Top of Source data

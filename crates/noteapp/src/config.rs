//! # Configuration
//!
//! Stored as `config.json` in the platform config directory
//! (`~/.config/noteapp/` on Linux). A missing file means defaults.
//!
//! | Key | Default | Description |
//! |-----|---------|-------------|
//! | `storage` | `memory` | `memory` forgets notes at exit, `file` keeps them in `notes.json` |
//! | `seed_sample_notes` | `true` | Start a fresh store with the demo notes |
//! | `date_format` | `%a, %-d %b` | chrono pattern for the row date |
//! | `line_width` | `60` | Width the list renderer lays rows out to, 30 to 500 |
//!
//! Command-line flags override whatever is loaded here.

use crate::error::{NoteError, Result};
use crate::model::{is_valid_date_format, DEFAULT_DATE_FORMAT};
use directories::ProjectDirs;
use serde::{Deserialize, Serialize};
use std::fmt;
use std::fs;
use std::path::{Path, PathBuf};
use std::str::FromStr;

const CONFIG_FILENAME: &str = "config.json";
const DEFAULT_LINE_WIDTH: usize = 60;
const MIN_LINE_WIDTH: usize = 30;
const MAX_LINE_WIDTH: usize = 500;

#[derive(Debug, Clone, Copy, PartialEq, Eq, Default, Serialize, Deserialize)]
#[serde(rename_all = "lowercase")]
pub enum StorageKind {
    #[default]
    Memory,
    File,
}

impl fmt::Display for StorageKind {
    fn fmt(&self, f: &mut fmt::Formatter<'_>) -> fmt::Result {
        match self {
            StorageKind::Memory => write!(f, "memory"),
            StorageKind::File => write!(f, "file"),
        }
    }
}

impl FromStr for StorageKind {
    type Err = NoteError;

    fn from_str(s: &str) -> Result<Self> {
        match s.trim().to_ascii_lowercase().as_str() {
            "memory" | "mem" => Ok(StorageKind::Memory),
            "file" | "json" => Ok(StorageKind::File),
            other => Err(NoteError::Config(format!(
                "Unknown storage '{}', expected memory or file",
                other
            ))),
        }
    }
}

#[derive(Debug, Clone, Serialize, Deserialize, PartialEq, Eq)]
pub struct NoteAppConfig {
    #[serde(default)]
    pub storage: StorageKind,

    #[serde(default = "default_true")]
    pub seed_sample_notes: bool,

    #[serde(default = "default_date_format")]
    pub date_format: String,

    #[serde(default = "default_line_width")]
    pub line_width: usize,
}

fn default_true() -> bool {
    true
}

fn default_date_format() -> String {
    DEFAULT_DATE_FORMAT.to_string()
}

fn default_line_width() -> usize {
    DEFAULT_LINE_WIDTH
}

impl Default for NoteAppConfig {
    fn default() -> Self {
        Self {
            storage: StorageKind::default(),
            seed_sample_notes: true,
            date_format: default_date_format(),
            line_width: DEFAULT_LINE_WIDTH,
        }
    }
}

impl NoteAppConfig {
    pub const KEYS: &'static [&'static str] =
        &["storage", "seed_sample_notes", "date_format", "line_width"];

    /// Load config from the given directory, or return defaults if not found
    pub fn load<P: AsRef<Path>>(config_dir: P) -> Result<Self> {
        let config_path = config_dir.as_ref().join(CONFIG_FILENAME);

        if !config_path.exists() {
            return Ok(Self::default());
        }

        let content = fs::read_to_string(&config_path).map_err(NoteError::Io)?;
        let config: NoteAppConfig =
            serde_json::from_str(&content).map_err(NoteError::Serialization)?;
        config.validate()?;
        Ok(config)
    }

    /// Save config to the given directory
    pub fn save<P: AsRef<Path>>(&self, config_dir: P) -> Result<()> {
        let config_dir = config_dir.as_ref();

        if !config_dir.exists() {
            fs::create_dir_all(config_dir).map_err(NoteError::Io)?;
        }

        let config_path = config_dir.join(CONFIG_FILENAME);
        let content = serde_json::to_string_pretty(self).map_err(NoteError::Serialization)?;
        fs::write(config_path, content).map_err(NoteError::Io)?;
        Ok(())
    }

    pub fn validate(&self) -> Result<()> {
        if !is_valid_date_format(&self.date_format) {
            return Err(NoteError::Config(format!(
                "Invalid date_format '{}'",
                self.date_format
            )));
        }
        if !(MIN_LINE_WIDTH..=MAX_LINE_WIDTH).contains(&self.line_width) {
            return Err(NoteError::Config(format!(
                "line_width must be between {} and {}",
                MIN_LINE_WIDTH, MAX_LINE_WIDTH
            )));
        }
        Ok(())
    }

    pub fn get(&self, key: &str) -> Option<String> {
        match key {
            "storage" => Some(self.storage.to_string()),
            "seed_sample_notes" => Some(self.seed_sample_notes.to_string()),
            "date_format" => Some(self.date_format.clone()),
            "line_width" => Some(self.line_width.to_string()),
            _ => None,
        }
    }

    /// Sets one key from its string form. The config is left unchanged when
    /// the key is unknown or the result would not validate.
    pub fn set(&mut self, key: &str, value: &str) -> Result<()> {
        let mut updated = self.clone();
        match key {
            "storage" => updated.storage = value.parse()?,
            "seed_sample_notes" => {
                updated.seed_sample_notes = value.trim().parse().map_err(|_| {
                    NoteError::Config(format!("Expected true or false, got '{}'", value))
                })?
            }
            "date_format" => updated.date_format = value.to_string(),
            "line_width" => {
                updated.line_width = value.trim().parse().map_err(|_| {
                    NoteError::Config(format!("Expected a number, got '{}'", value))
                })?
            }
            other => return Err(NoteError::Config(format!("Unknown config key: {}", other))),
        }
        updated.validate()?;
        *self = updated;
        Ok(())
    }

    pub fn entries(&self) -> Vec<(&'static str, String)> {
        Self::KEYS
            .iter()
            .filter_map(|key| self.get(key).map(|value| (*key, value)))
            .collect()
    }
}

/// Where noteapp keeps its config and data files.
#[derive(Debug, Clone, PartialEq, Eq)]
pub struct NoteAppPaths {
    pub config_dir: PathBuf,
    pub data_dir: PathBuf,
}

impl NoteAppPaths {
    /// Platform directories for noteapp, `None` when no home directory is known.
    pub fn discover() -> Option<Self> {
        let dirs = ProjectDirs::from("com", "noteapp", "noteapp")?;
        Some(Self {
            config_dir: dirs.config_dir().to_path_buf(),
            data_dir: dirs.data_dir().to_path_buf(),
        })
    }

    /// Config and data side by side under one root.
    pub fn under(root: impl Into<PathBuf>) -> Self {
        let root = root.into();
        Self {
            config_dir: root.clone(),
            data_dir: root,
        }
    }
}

Bottom of Source data

Whenever the string "KEYS" shows up in a line of the records, copy that line.

    pub const KEYS: &'static [&'static str] =
        Self::KEYS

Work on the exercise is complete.